In making the film, the characterizations and plot were designed in such a way that they are familiar but also unique. The story defies some of what have come to be conventions (stereotypes) for supporting roles. And, it betrays what have always been simpler expectations for a story with a happy ending. While there is sorrow and loss in modern film and earlier film, here they are portrayed without the often contingent silver-linings. Bad things happen in this film...and we are not given the immediate sense that all will be right in the end.
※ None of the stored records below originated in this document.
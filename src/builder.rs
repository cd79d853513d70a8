// src/builder.rs
use crate::config::ManualConfig;
use crate::links::spawn_link_workers;
use crate::store::ManualStore;
use folio_core::ManualError;
use folio_layout::PageGeometry;
use folio_resource::{FilesystemResourceProvider, MemoizingCache, ProviderFetcher};
use folio_traits::{ContentCache, ContentFetcher, ResourceProvider};
use std::path::{Path, PathBuf};
use std::sync::Arc;

/// A builder for creating a [`ManualStore`].
#[derive(Default)]
pub struct ManualBuilder {
    config: ManualConfig,
    fetcher: Option<Arc<dyn ContentFetcher>>,
    cache: Option<Arc<dyn ContentCache>>,
}

impl ManualBuilder {
    /// Creates a new `ManualBuilder` with default settings.
    pub fn new() -> Self {
        Default::default()
    }

    pub fn with_config(mut self, config: ManualConfig) -> Self {
        self.config = config;
        self
    }

    /// Loads settings from a JSON file.
    pub fn with_config_file<P: AsRef<Path>>(mut self, path: P) -> Result<Self, ManualError> {
        self.config = ManualConfig::from_file(path)?;
        Ok(self)
    }

    pub fn with_repository_url(mut self, url: impl Into<String>) -> Self {
        self.config.repository_url = url.into();
        self
    }

    /// Serves repository URLs from a local checkout.
    pub fn with_local_root<P: Into<PathBuf>>(mut self, root: P) -> Self {
        self.config.local_root = Some(root.into());
        self
    }

    pub fn with_geometry(mut self, geometry: PageGeometry) -> Self {
        self.config.geometry = geometry;
        self
    }

    pub fn with_link_workers(mut self, workers: usize) -> Self {
        self.config.link_workers = workers;
        self
    }

    /// Fetches through `provider` instead of the configured source.
    pub fn with_provider(self, provider: Arc<dyn ResourceProvider>) -> Self {
        self.with_fetcher(Arc::new(ProviderFetcher::new(provider)))
    }

    pub fn with_fetcher(mut self, fetcher: Arc<dyn ContentFetcher>) -> Self {
        self.fetcher = Some(fetcher);
        self
    }

    /// Replaces the default memoizing cache.
    pub fn with_cache(mut self, cache: Arc<dyn ContentCache>) -> Self {
        self.cache = Some(cache);
        self
    }

    /// Consumes the builder and creates the store.
    ///
    /// Link workers are spawned on the current tokio runtime. Without one,
    /// linked entries load only when opened.
    pub fn build(self) -> Result<Arc<ManualStore>, ManualError> {
        self.config.validate()?;
        let cache = match self.cache {
            Some(cache) => cache,
            None => {
                let fetcher = match self.fetcher {
                    Some(fetcher) => fetcher,
                    None => default_fetcher(&self.config)?,
                };
                log::info!("Fetching manual content via {}", fetcher.name());
                Arc::new(MemoizingCache::new(fetcher)) as Arc<dyn ContentCache>
            }
        };

        let workers = self.config.link_workers;
        let (store, link_rx) = ManualStore::new(self.config, cache);
        let store = Arc::new(store);
        if tokio::runtime::Handle::try_current().is_ok() {
            spawn_link_workers(&store, link_rx, workers);
        } else {
            log::warn!("No tokio runtime; linked entries will not load in the background.");
        }
        Ok(store)
    }
}

fn default_fetcher(config: &ManualConfig) -> Result<Arc<dyn ContentFetcher>, ManualError> {
    if let Some(root) = &config.local_root {
        if !root.is_dir() {
            return Err(ManualError::Config(format!(
                "Local repository '{}' is not a directory",
                root.display()
            )));
        }
        let provider = FilesystemResourceProvider::new(root)
            .with_url_prefix(config.repository_url.trim_end_matches('/'));
        return Ok(Arc::new(ProviderFetcher::new(Arc::new(provider))));
    }
    remote_fetcher()
}

#[cfg(feature = "remote")]
fn remote_fetcher() -> Result<Arc<dyn ContentFetcher>, ManualError> {
    Ok(Arc::new(crate::http::HttpFetcher::new()))
}

#[cfg(not(feature = "remote"))]
fn remote_fetcher() -> Result<Arc<dyn ContentFetcher>, ManualError> {
    Err(ManualError::Config(
        "No local_root configured and the `remote` feature is disabled".to_string(),
    ))
}

#[cfg(test)]
mod tests {
    use super::*;
    use folio_traits::InMemoryResourceProvider;

    #[test]
    fn test_build_without_runtime() {
        let store = ManualBuilder::new()
            .with_provider(Arc::new(InMemoryResourceProvider::new()))
            .build()
            .unwrap();
        assert_eq!(store.generation(), 0);
        assert_eq!(store.config().link_workers, 2);
    }

    #[test]
    fn test_invalid_config_is_rejected() {
        let result = ManualBuilder::new()
            .with_provider(Arc::new(InMemoryResourceProvider::new()))
            .with_link_workers(0)
            .build();
        assert!(matches!(result, Err(ManualError::Config(_))));
    }

    #[test]
    fn test_missing_local_root() {
        let dir = tempfile::tempdir().unwrap();
        let result = ManualBuilder::new()
            .with_local_root(dir.path().join("nope"))
            .build();
        assert!(matches!(result, Err(ManualError::Config(_))));
    }
}
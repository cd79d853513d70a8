/// Escape special HTML characters in text and attribute values.
pub fn escape_html(s: &str) -> String {
    let mut result = String::with_capacity(s.len());
    for c in s.chars() {
        match c {
            '&' => result.push_str("&amp;"),
            '<' => result.push_str("&lt;"),
            '>' => result.push_str("&gt;"),
            '"' => result.push_str("&quot;"),
            '\'' => result.push_str("&#39;"),
            _ => result.push(c),
        }
    }
    result
}

#[cfg(test)]
mod tests {
    use super::*;

    #[test]
    fn test_escape_html() {
        assert_eq!(escape_html("a < b & \"c\""), "a &lt; b &amp; &quot;c&quot;");
        assert_eq!(escape_html("it's"), "it&#39;s");
        assert_eq!(escape_html("plain"), "plain");
    }
}
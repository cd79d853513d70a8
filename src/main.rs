use clap::{Parser, Subcommand};
use folio::{BranchId, EntryKey, LanguageId, ManualBuilder, ManualConfig, ManualError, ViewState};
use folio_render::HtmlRenderer;
use std::path::PathBuf;
use std::time::Instant;

/// Renders manual entries from a content repository to HTML.
#[derive(Parser)]
#[command(name = "folio")]
#[command(about = "Paginated manual viewer")]
struct Cli {
    /// JSON settings file
    #[arg(long, env = "FOLIO_CONFIG")]
    config: Option<PathBuf>,

    /// Serve content from a local checkout instead of the network
    #[arg(long, env = "FOLIO_REPO_DIR")]
    repo_dir: Option<PathBuf>,

    /// Repository base URL
    #[arg(long)]
    repo_url: Option<String>,

    #[arg(long, short)]
    branch: Option<String>,

    #[arg(long, short)]
    language: Option<String>,

    #[command(subcommand)]
    command: Commands,
}

#[derive(Subcommand)]
enum Commands {
    /// Print the index or a category listing
    Index {
        /// Category key; the top-level index when omitted
        category: Option<String>,
    },
    /// Print one page of an entry
    Entry {
        key: String,
        /// Zero-based page index
        #[arg(long, default_value_t = 0)]
        page: usize,
    },
    /// Print every page of an entry, one per line
    Pages { key: String },
}

#[tokio::main]
async fn main() -> Result<(), ManualError> {
    env_logger::init();
    let cli = Cli::parse();

    let mut config = match &cli.config {
        Some(path) => ManualConfig::from_file(path)?,
        None => ManualConfig::default(),
    };
    if let Some(url) = cli.repo_url {
        config.repository_url = url;
    }
    if let Some(dir) = cli.repo_dir {
        config.local_root = Some(dir);
    }
    let branch = BranchId::new(cli.branch.unwrap_or_else(|| config.default_branch.clone()));
    let language = LanguageId::new(cli.language.unwrap_or_else(|| config.default_language.clone()));

    let store = ManualBuilder::new().with_config(config).build()?;

    let start = Instant::now();
    store.load(&branch, &language).await?;
    log::info!(
        "Loaded {} entries of {} / {} in {:?}",
        store.entry_count(),
        branch,
        language,
        start.elapsed()
    );

    let view = ViewState::new();
    match cli.command {
        Commands::Index { category } => {
            let html = store
                .render_route(category.as_deref().unwrap_or(""), 0, &view)
                .await?;
            println!("{}", html);
        }
        Commands::Entry { key, page } => {
            let key = EntryKey::new(key);
            if !store.has_entry(&key) {
                store.resolve_entry(&branch, &language, &key).await?;
            }
            let html = store.render_route(key.as_str(), page, &view).await?;
            println!("{}", html);
        }
        Commands::Pages { key } => {
            let key = EntryKey::new(key);
            let pages = store.entry_pages(&key).await?;
            let renderer = HtmlRenderer::new(store.translator().as_ref(), &view);
            for page in pages.iter() {
                println!("{}", renderer.render_page(page));
            }
        }
    }
    Ok(())
}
The title role is filled admirably by Richard Barthelmess. He did fine work here -- no wonder it led to his making as a star. But for me, the film was made by the principal heavy -- played by Ernest Torrence. What a creep he managed to portray -- a villain with a completely perverted moral sense. And Torrence held nothing back in his postures and expressions. He had this character nailed. A stunning performance.
Director Henry King did marvelous work with this villain and all of the film's elements. Portraying an idyllic rural atmosphere which is soon troubled by the arrival of lawlessness (Torrence and two other actors who play the nefarious Hatburn family), he demonstrates an ability to frame a scene with great visual appeal. He also manages to be economical in a sense -- one camera angle captures the majority of a scene's action and this is supplemented by occasional close-up reaction shots. His camera positioning is expert in this.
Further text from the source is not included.